The Wrens were not much welcome in the town of Kildare, either. There’s a story that’s often repeated of a priest who, finding a Wren in the town, flogged her until “…the blood spurted onto his boots.” The townspeople watched and said nothing.

After nearly half a century, the community slowly dissipated, and the Wrens quickly passed into the annals of old stories and folklore.

-Why is it important?-

These women were regarded as the lowest of the low, the absolute bottom dregs of society. They were practically caricatures of what happens when one strays from the good and moral dictums of the social structure and instead chooses to steep themselves in vice, forever languishing in a barren waste of the soul.

Honesty first—to call their life a hard one is an understatement as wide as the plain they used to call home. There is no sense in trying to ease the discomfort of hardship with an injection of false or pretentious nobility.

However.

These women, cast out from all forms of polite society, had the option to go back. They could have gone to a workhouse; they could have tried their luck with a soldier in the camp; they could have gone back into Kildare and begged for something, anything, to bring them back into regular life.

But they didn’t.

In an obvious sense, one could make the case that many of them were vagrants, the 19th century homeless who had no intention or motivation regarding their betterment, and were so sunk into their own depravity that the effort of rejoining any kind of decent society was so far beyond the pale of possibility that to even consider it for many of them would make them reach for a drink.

While I accept that this may have been the case for some, even a majority, I refuse to believe—on both a personal bias and what appears to be a repeat emergence of human decency, beauty, and will in even the most degraded of places—that the Wrens’ entire character could be reduced only to that of a hopeless wretch.

Instead, I find it, in a way, honorable in a sense that few often find the courage to practice in their own lives. They knew that they would face hardship one way or another, and they chose to face it on their own terms, and to try and make their own life, even if most of it was mired in misfortune. These women formed a community—they supported each other, for decades. There were children born to some of the Wrens, and many would help take care of the kids until they were either grown, or left with their mother. Many couldn’t read or write, so those who could would help them keep up a semblance of correspondence with family, loved ones, friends, and others. They helped each other cook meals. They took care of the sick. They did all of this without, as far as the records show, a formal leadership or institutionalized hierarchy of any kind. They did all these things because they either had to be done, or, given the circumstances, they were the right thing to do.

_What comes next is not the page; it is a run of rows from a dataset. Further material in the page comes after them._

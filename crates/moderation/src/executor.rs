//! Enforcement executor
//!
//! Calls the relay's content-hiding procedure exactly once per enforcement.
//! A failed call is reported, never retried.

use async_trait::async_trait;
use nostr_client::{ManagementClient, ManagementError};
use std::sync::Arc;
use thiserror::Error;

/// Errors from a hide call
#[derive(Debug, Error)]
pub enum HideError {
    /// Management RPC error
    #[error("Management RPC error: {0}")]
    Management(#[from] ManagementError),

    /// Any other failure
    #[error("Hide failed: {0}")]
    Other(String),
}

impl HideError {
    /// Whether the relay was unreachable or overloaded rather than refusing
    pub fn is_transient(&self) -> bool {
        match self {
            HideError::Management(e) => e.is_network_error(),
            HideError::Other(_) => false,
        }
    }
}

/// Hides content on the relay
#[cfg_attr(test, mockall::automock)]
#[async_trait]
pub trait ContentHider: Send + Sync {
    /// Hide `target_id`; `Ok(false)` means the relay declined
    async fn hide_content(&self, target_id: &str, reason: &str) -> Result<bool, HideError>;
}

#[async_trait]
impl ContentHider for ManagementClient {
    async fn hide_content(&self, target_id: &str, reason: &str) -> Result<bool, HideError> {
        Ok(ManagementClient::hide_content(self, target_id, reason).await?)
    }
}

/// Result of one enforcement attempt
#[derive(Debug, Clone, PartialEq, Eq)]
pub struct EnforcementOutcome {
    /// Whether the content is now hidden
    pub success: bool,
    /// Error text when it is not
    pub error: Option<String>,
}

impl EnforcementOutcome {
    fn hidden() -> Self {
        Self { success: true, error: None }
    }

    fn failed(error: impl Into<String>) -> Self {
        Self { success: false, error: Some(error.into()) }
    }
}

/// Runs hide calls
#[derive(Clone)]
pub struct Executor {
    hider: Arc<dyn ContentHider>,
}

impl Executor {
    /// Create an executor
    pub fn new(hider: Arc<dyn ContentHider>) -> Self {
        Self { hider }
    }

    /// Hide `target_id` once
    pub async fn enforce(&self, target_id: &str, reason: &str) -> EnforcementOutcome {
        match self.hider.hide_content(target_id, reason).await {
            Ok(true) => {
                tracing::info!("Hid {}", target_id);
                EnforcementOutcome::hidden()
            }
            Ok(false) => {
                tracing::warn!("Relay declined to hide {}", target_id);
                EnforcementOutcome::failed("relay declined to hide content")
            }
            Err(e) if e.is_transient() => {
                tracing::warn!("Hide call for {} failed, relay unreachable: {}", target_id, e);
                EnforcementOutcome::failed(format!("{} (relay unreachable, not retried)", e))
            }
            Err(e) => {
                tracing::error!("Hide call for {} rejected: {}", target_id, e);
                EnforcementOutcome::failed(e.to_string())
            }
        }
    }
}
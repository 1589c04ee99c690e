//! Reconnect backoff
//!
//! Deterministic exponential backoff: each failed attempt waits the current
//! delay and doubles it for the next one, capped at the maximum. A successful
//! subscription resets to the initial delay.

use ::backoff::backoff::Backoff;
use ::backoff::ExponentialBackoff;
use std::time::Duration;

/// Reconnect delay tracker
#[derive(Debug, Clone)]
pub struct ReconnectBackoff {
    inner: ExponentialBackoff,
    attempts: u32,
}

impl ReconnectBackoff {
    /// Start at `initial`, never exceeding `max`
    pub fn new(initial: Duration, max: Duration) -> Self {
        let max = max.max(initial);
        let inner = ExponentialBackoff {
            current_interval: initial,
            initial_interval: initial,
            randomization_factor: 0.0,
            multiplier: 2.0,
            max_interval: max,
            max_elapsed_time: None,
            ..Default::default()
        };
        Self { inner, attempts: 0 }
    }

    /// Delay the next reconnect will wait
    pub fn current_delay(&self) -> Duration {
        self.inner.current_interval
    }

    /// Failed attempts since the last reset
    pub fn attempts(&self) -> u32 {
        self.attempts
    }

    /// Take the current delay for a reconnect and double it for the one after
    pub fn next_delay(&mut self) -> Duration {
        let delay = self.inner.current_interval;
        // Advances the interval; the returned value goes through float math and
        // can be a nanosecond off
        let _ = self.inner.next_backoff();
        self.attempts = self.attempts.saturating_add(1);
        delay
    }

    /// Back to the initial delay with no attempts
    pub fn reset(&mut self) {
        self.inner.reset();
        self.attempts = 0;
    }

    /// Resume from a persisted delay and attempt count
    pub fn restore(&mut self, delay: Duration, attempts: u32) {
        self.inner.current_interval = delay.clamp(self.inner.initial_interval, self.inner.max_interval);
        self.attempts = attempts;
    }
}
//! Watcher run state and its persistence
//!
//! [`WatcherState`] is snapshotted on every `running` transition and on each
//! health check, so a restarted process can resume watching on its own.

use async_trait::async_trait;
use chrono::{DateTime, Utc};
use parking_lot::Mutex;
use serde::{Deserialize, Serialize};
use std::path::PathBuf;
use std::time::Duration;
use storage::{PersistedState, PersistenceConfig, PersistenceError};

/// Process-wide watcher state
#[derive(Debug, Clone, PartialEq, Eq, Serialize, Deserialize)]
#[serde(rename_all = "camelCase")]
pub struct WatcherState {
    /// Whether the watcher should be connected
    pub running: bool,
    /// When the current connection was established
    pub connected_at: Option<DateTime<Utc>>,
    /// When the last report arrived
    pub last_event_at: Option<DateTime<Utc>>,
    /// Reports normalized so far
    pub events_processed: u64,
    /// Reports that led to a successful hide
    pub events_auto_hidden: u64,
    /// Consecutive failed connection attempts
    pub reconnect_attempts: u32,
    /// Delay before the next reconnect attempt
    #[serde(with = "millis")]
    pub reconnect_delay: Duration,
}

impl Default for WatcherState {
    fn default() -> Self {
        Self::new(Duration::from_secs(1))
    }
}

impl WatcherState {
    /// Fresh state with the given reconnect delay
    pub fn new(reconnect_delay: Duration) -> Self {
        Self {
            running: false,
            connected_at: None,
            last_event_at: None,
            events_processed: 0,
            events_auto_hidden: 0,
            reconnect_attempts: 0,
            reconnect_delay,
        }
    }

    /// Adjust a snapshot loaded from disk to this process
    ///
    /// The old connection is gone, and the delay is clamped to the current
    /// reconnect bounds.
    pub fn restored(mut self, initial: Duration, max: Duration) -> Self {
        self.connected_at = None;
        self.reconnect_delay = self.reconnect_delay.clamp(initial, max);
        self.events_auto_hidden = self.events_auto_hidden.min(self.events_processed);
        self
    }
}

mod millis {
    use serde::{Deserialize, Deserializer, Serializer};
    use std::time::Duration;

    pub fn serialize<S: Serializer>(value: &Duration, serializer: S) -> Result<S::Ok, S::Error> {
        serializer.serialize_u64(u64::try_from(value.as_millis()).unwrap_or(u64::MAX))
    }

    pub fn deserialize<'de, D: Deserializer<'de>>(deserializer: D) -> Result<Duration, D::Error> {
        Ok(Duration::from_millis(u64::deserialize(deserializer)?))
    }
}

/// State plus live, non-persisted fields
#[derive(Debug, Clone, PartialEq, Eq, Serialize, Deserialize)]
#[serde(rename_all = "camelCase")]
pub struct WatcherStatus {
    /// Persisted state
    #[serde(flatten)]
    pub state: WatcherState,
    /// Whether the subscription is currently live
    pub connected: bool,
    /// Whether auto-hide is enabled in configuration
    pub auto_hide_enabled: bool,
}

/// Reply to a control command
#[derive(Debug, Clone, PartialEq, Eq, Serialize, Deserialize)]
pub struct ControlResponse {
    /// Whether the command changed anything
    pub success: bool,
    /// Human-readable outcome
    pub message: String,
    /// Status after the command
    pub status: WatcherStatus,
}

/// Durable home of the watcher state
#[async_trait]
pub trait StateStore: Send + Sync {
    /// Load the last snapshot, `None` if there is none
    async fn load(&self) -> Result<Option<WatcherState>, PersistenceError>;

    /// Replace the snapshot
    async fn save(&self, state: &WatcherState) -> Result<(), PersistenceError>;
}

/// State kept in a checksummed JSON file
pub struct FileStateStore {
    inner: PersistedState<WatcherState>,
}

impl FileStateStore {
    /// Store at `path`
    pub fn new(path: impl Into<PathBuf>) -> Self {
        Self::with_config(PersistenceConfig::new(path))
    }

    /// Store with explicit persistence settings
    pub fn with_config(config: PersistenceConfig) -> Self {
        Self { inner: PersistedState::new(config) }
    }
}

#[async_trait]
impl StateStore for FileStateStore {
    async fn load(&self) -> Result<Option<WatcherState>, PersistenceError> {
        self.inner.init().await?;
        if !self.inner.was_restored().await {
            return Ok(None);
        }
        Ok(Some(self.inner.get().await?))
    }

    async fn save(&self, state: &WatcherState) -> Result<(), PersistenceError> {
        self.inner.set(state.clone()).await
    }
}

/// State kept in memory only
#[derive(Debug, Default)]
pub struct MemoryStateStore {
    state: Mutex<Option<WatcherState>>,
}

impl MemoryStateStore {
    /// Empty store
    pub fn new() -> Self {
        Self::default()
    }

    /// Store pre-seeded with a snapshot
    pub fn with_state(state: WatcherState) -> Self {
        Self { state: Mutex::new(Some(state)) }
    }

    /// Last saved snapshot
    pub fn snapshot(&self) -> Option<WatcherState> {
        self.state.lock().clone()
    }
}

#[async_trait]
impl StateStore for MemoryStateStore {
    async fn load(&self) -> Result<Option<WatcherState>, PersistenceError> {
        Ok(self.state.lock().clone())
    }

    async fn save(&self, state: &WatcherState) -> Result<(), PersistenceError> {
        *self.state.lock() = Some(state.clone());
        Ok(())
    }
}

#[cfg(test)]
mod tests {
    use super::*;
    use serde_json::json;
    use tempfile::TempDir;

    #[test]
    fn test_serialized_shape() {
        let state = WatcherState { events_processed: 3, ..WatcherState::new(Duration::from_secs(2)) };
        let status = WatcherStatus { state, connected: true, auto_hide_enabled: false };

        let value = serde_json::to_value(&status).unwrap();
        assert_eq!(
            value,
            json!({
                "running": false,
                "connectedAt": null,
                "lastEventAt": null,
                "eventsProcessed": 3,
                "eventsAutoHidden": 0,
                "reconnectAttempts": 0,
                "reconnectDelay": 2000,
                "connected": true,
                "autoHideEnabled": false
            })
        );
    }

    #[test]
    fn test_restored_clears_connection_and_clamps_delay() {
        let state = WatcherState {
            running: true,
            connected_at: Some(Utc::now()),
            events_processed: 42,
            reconnect_delay: Duration::from_secs(600),
            ..Default::default()
        };

        let restored = state.restored(Duration::from_secs(1), Duration::from_secs(60));
        assert!(restored.running);
        assert_eq!(restored.connected_at, None);
        assert_eq!(restored.events_processed, 42);
        assert_eq!(restored.reconnect_delay, Duration::from_secs(60));
    }

    #[tokio::test]
    async fn test_file_store_round_trip() {
        let dir = TempDir::new().unwrap();
        let path = dir.path().join("watcher_state.json");

        let store = FileStateStore::new(&path);
        assert_eq!(store.load().await.unwrap(), None);

        let state = WatcherState { running: true, events_processed: 42, ..Default::default() };
        store.save(&state).await.unwrap();

        let reopened = FileStateStore::new(&path);
        assert_eq!(reopened.load().await.unwrap(), Some(state));
    }

    #[tokio::test]
    async fn test_file_store_rejects_corrupt_snapshot() {
        let dir = TempDir::new().unwrap();
        let path = dir.path().join("watcher_state.json");
        tokio::fs::write(&path, "not json").await.unwrap();

        assert!(FileStateStore::new(&path).load().await.is_err());
    }

    #[tokio::test]
    async fn test_memory_store() {
        let store = MemoryStateStore::new();
        assert_eq!(store.load().await.unwrap(), None);

        let state = WatcherState { running: true, ..Default::default() };
        store.save(&state).await.unwrap();
        assert_eq!(store.snapshot(), Some(state.clone()));
        assert_eq!(MemoryStateStore::with_state(state.clone()).load().await.unwrap(), Some(state));
    }
}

There is no argument that the material way the Wrens lived is no way to live at all—no human being should ever have to live in the way they did, at such a level. But there is perhaps something to be said in how they lived in such a bleak reality, and still found ways to try and make something of their own of it.

-Conclusion-

Though maybe not uplifting on a surface level, the Wrens of the Curragh paint a picture of people who, when subjected to misfortune and suffering, still found some way through it, in both each other, and the community they created.

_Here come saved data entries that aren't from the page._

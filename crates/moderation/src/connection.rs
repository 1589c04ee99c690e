//! Report stream connection
//!
//! Owns at most one relay link. `connect` opens it and subscribes to reports
//! created from now on; `disconnect` unsubscribes and closes. Loss detection
//! is the caller's job: a `None` or `Err` from [`ConnectionManager::next_frame`]
//! means the link is gone and [`ConnectionManager::mark_lost`] should be called.

use chrono::Utc;
use nostr_client::{ClientMessage, Filter, RelayConnector, RelayLink, KIND_REPORT};
use std::future;
use std::sync::Arc;
use std::time::Duration;

/// Connection lifecycle phase
#[derive(Debug, Clone, Copy, PartialEq, Eq)]
pub enum Phase {
    /// No link
    Disconnected,
    /// Opening a link and subscribing
    Connecting,
    /// Subscribed to the report stream
    Subscribed,
}

/// Single relay subscription
pub struct ConnectionManager {
    connector: Arc<dyn RelayConnector>,
    relay_url: String,
    subscription_id: String,
    connect_timeout: Duration,
    link: Option<RelayLink>,
    phase: Phase,
}

impl ConnectionManager {
    /// Create a disconnected manager
    pub fn new(
        connector: Arc<dyn RelayConnector>,
        relay_url: impl Into<String>,
        subscription_id: impl Into<String>,
        connect_timeout: Duration,
    ) -> Self {
        Self {
            connector,
            relay_url: relay_url.into(),
            subscription_id: subscription_id.into(),
            connect_timeout,
            link: None,
            phase: Phase::Disconnected,
        }
    }

    /// Current phase
    pub fn phase(&self) -> Phase {
        self.phase
    }

    /// Whether the subscription is live
    pub fn is_connected(&self) -> bool {
        self.phase == Phase::Subscribed
    }

    /// Subscription id in use
    pub fn subscription_id(&self) -> &str {
        &self.subscription_id
    }

    /// Open a link and subscribe to new reports
    ///
    /// Any existing link is dropped first.
    pub async fn connect(&mut self) -> nostr_client::Result<()> {
        self.link = None;
        self.phase = Phase::Connecting;
        tracing::info!("Connecting to {}", self.relay_url);

        let opened = tokio::time::timeout(self.connect_timeout, self.open()).await;
        match opened {
            Ok(Ok(link)) => {
                self.link = Some(link);
                self.phase = Phase::Subscribed;
                tracing::info!("Subscribed to reports on {}", self.relay_url);
                Ok(())
            }
            Ok(Err(e)) => {
                self.phase = Phase::Disconnected;
                Err(e)
            }
            Err(_) => {
                self.phase = Phase::Disconnected;
                Err(nostr_client::Error::WebSocket(format!(
                    "timed out after {:?} connecting to {}",
                    self.connect_timeout, self.relay_url
                )))
            }
        }
    }

    async fn open(&mut self) -> nostr_client::Result<RelayLink> {
        let mut link = self.connector.connect(&self.relay_url).await?;

        let since = u64::try_from(Utc::now().timestamp()).unwrap_or_default();
        let request =
            ClientMessage::req(self.subscription_id.as_str(), vec![Filter::live(KIND_REPORT, since)]);
        link.send(request.to_json()?).await?;

        Ok(link)
    }

    /// Unsubscribe and close
    pub async fn disconnect(&mut self) {
        self.phase = Phase::Disconnected;
        let Some(mut link) = self.link.take() else {
            return;
        };

        let close = ClientMessage::close(self.subscription_id.as_str());
        match close.to_json() {
            Ok(frame) => {
                if let Err(e) = link.send(frame).await {
                    tracing::debug!("Failed to send CLOSE: {}", e);
                }
            }
            Err(e) => tracing::debug!("Failed to encode CLOSE: {}", e),
        }

        if let Err(e) = link.close().await {
            tracing::debug!("Failed to close link: {}", e);
        }
        tracing::info!("Disconnected from {}", self.relay_url);
    }

    /// Forget a link that has already failed
    pub fn mark_lost(&mut self) {
        self.link = None;
        self.phase = Phase::Disconnected;
    }

    /// Next frame from the relay
    ///
    /// Cancel safe. Never completes while there is no link.
    pub async fn next_frame(&mut self) -> Option<nostr_client::Result<String>> {
        match self.link.as_mut() {
            Some(link) => link.next_frame().await,
            None => future::pending().await,
        }
    }
}

impl std::fmt::Debug for ConnectionManager {
    fn fmt(&self, f: &mut std::fmt::Formatter<'_>) -> std::fmt::Result {
        f.debug_struct("ConnectionManager")
            .field("relay_url", &self.relay_url)
            .field("subscription_id", &self.subscription_id)
            .field("phase", &self.phase)
            .finish()
    }
}
//! Watcher configuration
//!
//! Built with chained setters, or read from `WATCHER_*` environment variables
//! via [`WatcherConfig::from_env`].

use std::collections::HashSet;
use std::time::Duration;
use thiserror::Error;

/// Categories auto-hidden out of the box
pub const DEFAULT_HIGH_SEVERITY_CATEGORIES: &[&str] = &["sexual_minors", "csam", "NS-csam"];

/// Subscription id used for the report stream
pub const DEFAULT_SUBSCRIPTION_ID: &str = "report-watcher";

/// Configuration errors
#[derive(Debug, Clone, PartialEq, Eq, Error)]
pub enum ConfigError {
    /// A variable could not be parsed
    #[error("Invalid value for {key}: {value}")]
    InvalidValue {
        /// Variable name
        key: String,
        /// Offending value
        value: String,
    },

    /// Values are inconsistent with each other
    #[error("Invalid configuration: {0}")]
    Inconsistent(String),
}

/// Result type for configuration
pub type Result<T> = std::result::Result<T, ConfigError>;

/// Report watcher configuration
#[derive(Debug, Clone, PartialEq, Eq)]
pub struct WatcherConfig {
    /// Relay WebSocket URL
    pub relay_url: String,
    /// Whether qualifying reports are enforced at all
    pub auto_hide_enabled: bool,
    /// High-severity categories eligible for auto-hide
    pub categories: HashSet<String>,
    /// Client applications whose reports are trusted
    pub trusted_clients: HashSet<String>,
    /// First reconnect delay, and the value restored after a successful connect
    pub initial_reconnect_delay: Duration,
    /// Reconnect delay ceiling
    pub max_reconnect_delay: Duration,
    /// Interval between health checks
    pub health_check_interval: Duration,
    /// Upper bound on opening a connection and subscribing
    pub connect_timeout: Duration,
    /// Capacity of the watcher's command inbox
    pub inbox_capacity: usize,
    /// Subscription id sent in `REQ`/`CLOSE`
    pub subscription_id: String,
    /// Targets remembered as enforced by this process
    pub enforced_cache_capacity: usize,
}

impl Default for WatcherConfig {
    fn default() -> Self {
        Self {
            relay_url: "ws://localhost:7777".to_string(),
            auto_hide_enabled: true,
            categories: DEFAULT_HIGH_SEVERITY_CATEGORIES.iter().map(|c| c.to_string()).collect(),
            trusted_clients: HashSet::new(),
            initial_reconnect_delay: Duration::from_secs(1),
            max_reconnect_delay: Duration::from_secs(60),
            health_check_interval: Duration::from_secs(30),
            connect_timeout: Duration::from_secs(10),
            inbox_capacity: 64,
            subscription_id: DEFAULT_SUBSCRIPTION_ID.to_string(),
            enforced_cache_capacity: 10_000,
        }
    }
}

impl WatcherConfig {
    /// Configuration for the relay at `relay_url`
    pub fn new(relay_url: impl Into<String>) -> Self {
        Self { relay_url: relay_url.into(), ..Default::default() }
    }

    /// Enable or disable auto-hide
    pub fn auto_hide_enabled(mut self, enabled: bool) -> Self {
        self.auto_hide_enabled = enabled;
        self
    }

    /// Replace the high-severity category set
    pub fn categories<I, S>(mut self, categories: I) -> Self
    where
        I: IntoIterator<Item = S>,
        S: Into<String>,
    {
        self.categories = categories.into_iter().map(Into::into).collect();
        self
    }

    /// Replace the trusted client set
    pub fn trusted_clients<I, S>(mut self, clients: I) -> Self
    where
        I: IntoIterator<Item = S>,
        S: Into<String>,
    {
        self.trusted_clients = clients.into_iter().map(Into::into).collect();
        self
    }

    /// Set initial and maximum reconnect delays
    pub fn reconnect_delays(mut self, initial: Duration, max: Duration) -> Self {
        self.initial_reconnect_delay = initial;
        self.max_reconnect_delay = max;
        self
    }

    /// Set health check interval
    pub fn health_check_interval(mut self, interval: Duration) -> Self {
        self.health_check_interval = interval;
        self
    }

    /// Set connect timeout
    pub fn connect_timeout(mut self, timeout: Duration) -> Self {
        self.connect_timeout = timeout;
        self
    }

    /// Set inbox capacity
    pub fn inbox_capacity(mut self, capacity: usize) -> Self {
        self.inbox_capacity = capacity;
        self
    }

    /// Set subscription id
    pub fn subscription_id(mut self, id: impl Into<String>) -> Self {
        self.subscription_id = id.into();
        self
    }

    /// Set enforced-target cache capacity
    pub fn enforced_cache_capacity(mut self, capacity: usize) -> Self {
        self.enforced_cache_capacity = capacity;
        self
    }

    /// Check values that would break the watcher's invariants
    pub fn validate(&self) -> Result<()> {
        if self.initial_reconnect_delay.is_zero() {
            return Err(ConfigError::Inconsistent("initial reconnect delay must be non-zero".into()));
        }
        if self.max_reconnect_delay < self.initial_reconnect_delay {
            return Err(ConfigError::Inconsistent(
                "maximum reconnect delay is below the initial delay".into(),
            ));
        }
        if self.health_check_interval.is_zero() {
            return Err(ConfigError::Inconsistent("health check interval must be non-zero".into()));
        }
        if self.inbox_capacity == 0 {
            return Err(ConfigError::Inconsistent("inbox capacity must be non-zero".into()));
        }
        Ok(())
    }

    /// Read configuration from the process environment
    pub fn from_env() -> Result<Self> {
        Self::from_lookup(|key| std::env::var(key).ok())
    }

    /// Read configuration through `lookup`, falling back to defaults
    ///
    /// | Variable | Meaning |
    /// |---|---|
    /// | `WATCHER_RELAY_URL` | relay WebSocket URL |
    /// | `WATCHER_AUTO_HIDE` | `true`/`false` |
    /// | `WATCHER_CATEGORIES` | comma-separated categories |
    /// | `WATCHER_TRUSTED_CLIENTS` | comma-separated client names |
    /// | `WATCHER_RECONNECT_INITIAL_MS` | initial reconnect delay |
    /// | `WATCHER_RECONNECT_MAX_MS` | maximum reconnect delay |
    /// | `WATCHER_HEALTH_CHECK_SECS` | health check interval |
    /// | `WATCHER_CONNECT_TIMEOUT_SECS` | connect timeout |
    /// | `WATCHER_SUBSCRIPTION_ID` | subscription id |
    pub fn from_lookup<F>(lookup: F) -> Result<Self>
    where
        F: Fn(&str) -> Option<String>,
    {
        let mut config = Self::default();

        if let Some(url) = lookup("WATCHER_RELAY_URL") {
            config.relay_url = url;
        }
        if let Some(value) = lookup("WATCHER_AUTO_HIDE") {
            config.auto_hide_enabled = parse_bool("WATCHER_AUTO_HIDE", &value)?;
        }
        if let Some(value) = lookup("WATCHER_CATEGORIES") {
            config.categories = parse_list(&value);
        }
        if let Some(value) = lookup("WATCHER_TRUSTED_CLIENTS") {
            config.trusted_clients = parse_list(&value);
        }
        if let Some(value) = lookup("WATCHER_RECONNECT_INITIAL_MS") {
            config.initial_reconnect_delay =
                Duration::from_millis(parse_number("WATCHER_RECONNECT_INITIAL_MS", &value)?);
        }
        if let Some(value) = lookup("WATCHER_RECONNECT_MAX_MS") {
            config.max_reconnect_delay =
                Duration::from_millis(parse_number("WATCHER_RECONNECT_MAX_MS", &value)?);
        }
        if let Some(value) = lookup("WATCHER_HEALTH_CHECK_SECS") {
            config.health_check_interval =
                Duration::from_secs(parse_number("WATCHER_HEALTH_CHECK_SECS", &value)?);
        }
        if let Some(value) = lookup("WATCHER_CONNECT_TIMEOUT_SECS") {
            config.connect_timeout =
                Duration::from_secs(parse_number("WATCHER_CONNECT_TIMEOUT_SECS", &value)?);
        }
        if let Some(id) = lookup("WATCHER_SUBSCRIPTION_ID") {
            config.subscription_id = id;
        }

        config.validate()?;
        Ok(config)
    }
}

fn parse_list(value: &str) -> HashSet<String> {
    value
        .split(',')
        .map(str::trim)
        .filter(|item| !item.is_empty())
        .map(str::to_string)
        .collect()
}

fn parse_bool(key: &str, value: &str) -> Result<bool> {
    match value.trim().to_ascii_lowercase().as_str() {
        "1" | "true" | "yes" | "on" => Ok(true),
        "0" | "false" | "no" | "off" => Ok(false),
        _ => Err(ConfigError::InvalidValue { key: key.to_string(), value: value.to_string() }),
    }
}

fn parse_number(key: &str, value: &str) -> Result<u64> {
    value
        .trim()
        .parse()
        .map_err(|_| ConfigError::InvalidValue { key: key.to_string(), value: value.to_string() })
}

If you want to read more, the Wikipedia article—trite, I know, but not always a bad place to at least begin research—is linked here.

There is also a series of articles written by James Greenwood, an English journalist writing for Charles Dickens’ journal The Pall Mall Gazette, who actually visited the Wrens’ camp and wrote down his thoughts and observations. It’s a fascinating first-hand account of the life these women lived, and maybe one of the only of its kind in existence. You can find them here.

I hope everyone has a great St. Patrick’s Day, and I wish you all good health and more than enough cheer. Sláinte!

-Bibliography-

“Wrens of the Curragh.” Wikipedia, Wikimedia Foundation, 8 Jan. 2022, https://en.wikipedia.org/wiki/Wrens_of_the_Curragh.

Irish Origins, and Irish Origins. “The Wrens of the Curragh.” Irish Origins, 9 Oct. 2018, https://irishorigins.wordpress.com/2017/11/06/the-wrens-of-the-curragh/.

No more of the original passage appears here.